Very emotional and deserved tributes have flooded the media since the announcement of The Rolling Stones’ drummer Charlie Watts passing. Most eulogies highlight Watts’s stoic and reserved way of playing the drums, his cool demeanour on stage, and his love for classic jazz. Charlie Watts’ death is a sorrowful moment for Rock ‘n Roll and pop culture in general. The Stones have marked the music landscape like few, and Charlie Watts was a pillar of the iconic band.
Much was already said about his role as the anchor for the so often troubled by egos super-band. Reportedly his calm and understated role in the group helped the Stones through many crises. And Charlie Watts’s understatement is reflected in his sartorial style as well, which we would like to highlight here.
Saville Row tailoring and Rock ‘n Roll attitude
For the classic aficionado, Charlie Watts will also be remembered for his stylish, dapper Savile Row tailoring. Yes, Watts, throughout his life, prefered the classic look of London’s finest sartorial addresses to that of the momentaneous fashion. Whilst rebellious outfits were the obligatory fashion statement of the 60s and 70s, The Roling Stones drummer seemed unimpressed by the trends of the day and stood out as a rebel within the revolution, leaving the outrageous looks for his bandmates Mick Jagger and Keith Richards.

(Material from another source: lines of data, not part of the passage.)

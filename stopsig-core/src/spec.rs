use serde::Serialize;

use crate::key::KeySet;
use crate::stimulus::Stimulus;

/// Immutable description of a single trial, supplied by the sequencer and
/// read-only inside the trial engine.
///
/// All durations are milliseconds; `None` means the corresponding phase or
/// deadline simply does not exist. The engine does no cross-field validation:
/// it runs exactly what the specification says.
#[derive(Debug, Clone, Serialize)]
pub struct TrialSpec<S> {
    /// Shown during the fixation phase, when one exists.
    pub fixation: S,
    /// First stimulus, shown once fixation (if any) elapses.
    pub primary: S,
    /// Second stimulus. Equal to `primary` on go trials; any difference makes
    /// this a stop trial with a real display swap.
    pub secondary: S,
    /// Fixation phase length, or `None` for no fixation phase.
    pub fixation_ms: Option<u64>,
    /// Delay between primary onset and the secondary swap (the stop-signal
    /// delay). Only ever scheduled on stop trials.
    pub isi_ms: Option<u64>,
    /// Hard deadline measured from primary onset, or `None` for no deadline.
    pub trial_duration_ms: Option<u64>,
    pub allowed_keys: KeySet,
    /// Whether a qualifying response terminates the trial immediately.
    pub ends_on_response: bool,
    /// Supplementary text shown with the primary stimulus. Presentation only.
    pub prompt: Option<String>,
}

impl<S: Stimulus> TrialSpec<S> {
    /// A spec with the defaults of the engine's external interface: all keys
    /// qualify, a response ends the trial, no prompt, no timed phases.
    pub fn new(fixation: S, primary: S, secondary: S) -> Self {
        TrialSpec {
            fixation,
            primary,
            secondary,
            fixation_ms: None,
            isi_ms: None,
            trial_duration_ms: None,
            allowed_keys: KeySet::All,
            ends_on_response: true,
            prompt: None,
        }
    }

    /// Stop trials are encoded by a secondary stimulus that differs from the
    /// primary; equal stimuli mean the display never changes.
    pub fn is_stop_trial(&self) -> bool {
        self.primary != self.secondary
    }
}
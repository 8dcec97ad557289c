pub mod render;

pub use render::{FrameStats, Scene, SkiaRenderer, load_system_font, render_text_pixmap};
impl<S: Stimulus, T: Timer<Timestamp = u64>> TrialController<S, T> {
    /// Start the trial at `timer.now()`: show fixation or primary, arm the
    /// listener, and register every delayed transition the spec asks for.
    pub fn start(spec: TrialSpec<S>, timer: T) -> Self {
        let start_ns = timer.now();
        let mut schedule = Schedule::new();
        let mut display = DisplaySurface::new();
        let mut listener = ResponseListener::idle();

        let fixation_ns = spec.fixation_ms.unwrap_or(0) * 1_000_000;

        let phase = match spec.fixation_ms {
            Some(_) => {
                display.show(StimulusFrame::new(spec.fixation.clone(), StimulusRole::Fixation));
                schedule.arm(fixation_ns, TrialTimer::ShowPrimary);
                TrialPhase::Fixation
            }
            None => {
                display.show(
                    StimulusFrame::new(spec.primary.clone(), StimulusRole::Primary)
                        .with_prompt(spec.prompt.clone()),
                );
                TrialPhase::Primary
            }
        };

        // go trials never swap, even with an ISI configured
        if spec.is_stop_trial() {
            if let Some(isi_ms) = spec.isi_ms {
                schedule.arm(fixation_ns + isi_ms * 1_000_000, TrialTimer::ShowSecondary);
            }
        }

        listener.arm(&spec.allowed_keys);

        if let Some(duration_ms) = spec.trial_duration_ms {
            schedule.arm(fixation_ns + duration_ms * 1_000_000, TrialTimer::Deadline);
        }

        TrialController {
            spec,
            timer,
            start_ns,
            phase,
            schedule,
            listener,
            display,
        }
    }

    /// Apply every transition that has come due. Returns the outcome if the
    /// deadline terminated the trial, `None` while it is still running or
    /// once it has already produced its outcome.
    pub fn poll(&mut self) -> Option<TrialOutcome<S>> {
        if self.phase == TrialPhase::Terminated {
            return None;
        }
        let elapsed = self.elapsed_ns();
        for timer in self.schedule.due(elapsed) {
            match timer {
                TrialTimer::ShowPrimary => {
                    self.display.show(
                        StimulusFrame::new(self.spec.primary.clone(), StimulusRole::Primary)
                            .with_prompt(self.spec.prompt.clone()),
                    );
                    self.phase = TrialPhase::Primary;
                }
                TrialTimer::ShowSecondary => {
                    self.display.show(StimulusFrame::new(
                        self.spec.secondary.clone(),
                        StimulusRole::Secondary,
                    ));
                    self.phase = TrialPhase::Secondary;
                }
                TrialTimer::Deadline => return self.terminate(),
            }
        }
        None
    }

    /// Feed one observed keypress into the trial. Returns the outcome when a
    /// qualifying response terminates the trial, `None` otherwise.
    pub fn key_press(&mut self, key: Key) -> Option<TrialOutcome<S>> {
        if self.phase == TrialPhase::Terminated {
            return None;
        }
        // the listener already keeps only the first press; re-check here so a
        // press racing cancellation can never overwrite a recorded response
        if self.listener.response().is_some() {
            return None;
        }
        let at_ns = self.elapsed_ns();
        if !self.listener.offer(key, at_ns) {
            return None;
        }
        self.display.acknowledge_response();
        if self.spec.ends_on_response {
            return self.terminate();
        }
        None
    }

    /// Single termination path. Disarms everything before assembling the
    /// outcome, then clears the display; idempotent by construction.
    fn terminate(&mut self) -> Option<TrialOutcome<S>> {
        if self.phase == TrialPhase::Terminated {
            return None;
        }
        self.phase = TrialPhase::Terminated;
        self.schedule.cancel_all();
        self.listener.cancel();
        let outcome = finalize(&self.spec, self.listener.response());
        self.display.clear();
        Some(outcome)
    }

    pub fn elapsed_ns(&self) -> u64 {
        self.timer.now().saturating_sub(self.start_ns)
    }

    pub fn phase(&self) -> TrialPhase {
        self.phase
    }

    pub fn is_terminated(&self) -> bool {
        self.phase == TrialPhase::Terminated
    }

    pub fn display(&self) -> &DisplaySurface<S> {
        &self.display
    }

    pub fn spec(&self) -> &TrialSpec<S> {
        &self.spec
    }
}
use serde::de::{Deserialize, Deserializer};
use serde::ser::{Serialize, Serializer};
use stopsig_cache::Atom;

/// A named response key ("leftarrow", "rightarrow", "space", ...).
/// Interned so comparisons during the response race are pointer-cheap.
#[derive(Debug, Clone, PartialEq, Eq, Hash)]
pub struct Key(Atom);

impl Key {
    pub fn new(name: &str) -> Self {
        Key(Atom::from(name))
    }

    pub fn as_str(&self) -> &str {
        self.0.as_ref()
    }
}

impl From<&str> for Key {
    fn from(name: &str) -> Self {
        Key::new(name)
    }
}

impl std::fmt::Display for Key {
    fn fmt(&self, f: &mut std::fmt::Formatter<'_>) -> std::fmt::Result {
        f.write_str(self.as_str())
    }
}

impl Serialize for Key {
    fn serialize<S: Serializer>(&self, serializer: S) -> Result<S::Ok, S::Error> {
        serializer.serialize_str(self.as_str())
    }
}

impl<'de> Deserialize<'de> for Key {
    fn deserialize<D: Deserializer<'de>>(deserializer: D) -> Result<Self, D::Error> {
        let name = String::deserialize(deserializer)?;
        Ok(Key::new(&name))
    }
}

/// The set of keys that qualify as a response for one trial.
#[derive(Debug, Clone, PartialEq, Default, serde::Serialize)]
pub enum KeySet {
    /// Any key qualifies.
    #[default]
    All,
    /// No key qualifies; the listener is never armed.
    None,
    /// Only the listed keys qualify.
    Of(Vec<Key>),
}

impl KeySet {
    pub fn of<I, K>(keys: I) -> Self
    where
        I: IntoIterator<Item = K>,
        K: Into<Key>,
    {
        KeySet::Of(keys.into_iter().map(Into::into).collect())
    }

    pub fn admits(&self, key: &Key) -> bool {
        match self {
            KeySet::All => true,
            KeySet::None => false,
            KeySet::Of(keys) => keys.contains(key),
        }
    }

    pub fn is_none(&self) -> bool {
        matches!(self, KeySet::None)
    }
}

What, at first glance, may seem like a contradiction is very much in perfect sync with the idea of Rock ‘n Roll grandness; being unapologetic about your style and sticking to your beliefs.
He was thorough in music and fashion
Speaking to the American monthly men’s magazine GQ in 2012, The Rolling Stones’ Charlie Watts explained: “I have a very old-fashioned and traditional mode of dress. So, I get embarrassed. I always felt totally out of place with the Stones. I mean the way I looked. Photos of the band would come back, I’ll have a pair of shoes on, and they’ve got trainers. I hate trainers, even if they’re fashionable.”
It is rumoured that Charlie owned over 200 suits and mainly wore bespoke shoes. According to Keith Richards, Watts would “spend day after day in Savile Row with his tailors, just feeling the quality, deciding which buttons to use”. Setting him thus apart from the fashion dictated pop culture he was part of, making him a pop icon by default.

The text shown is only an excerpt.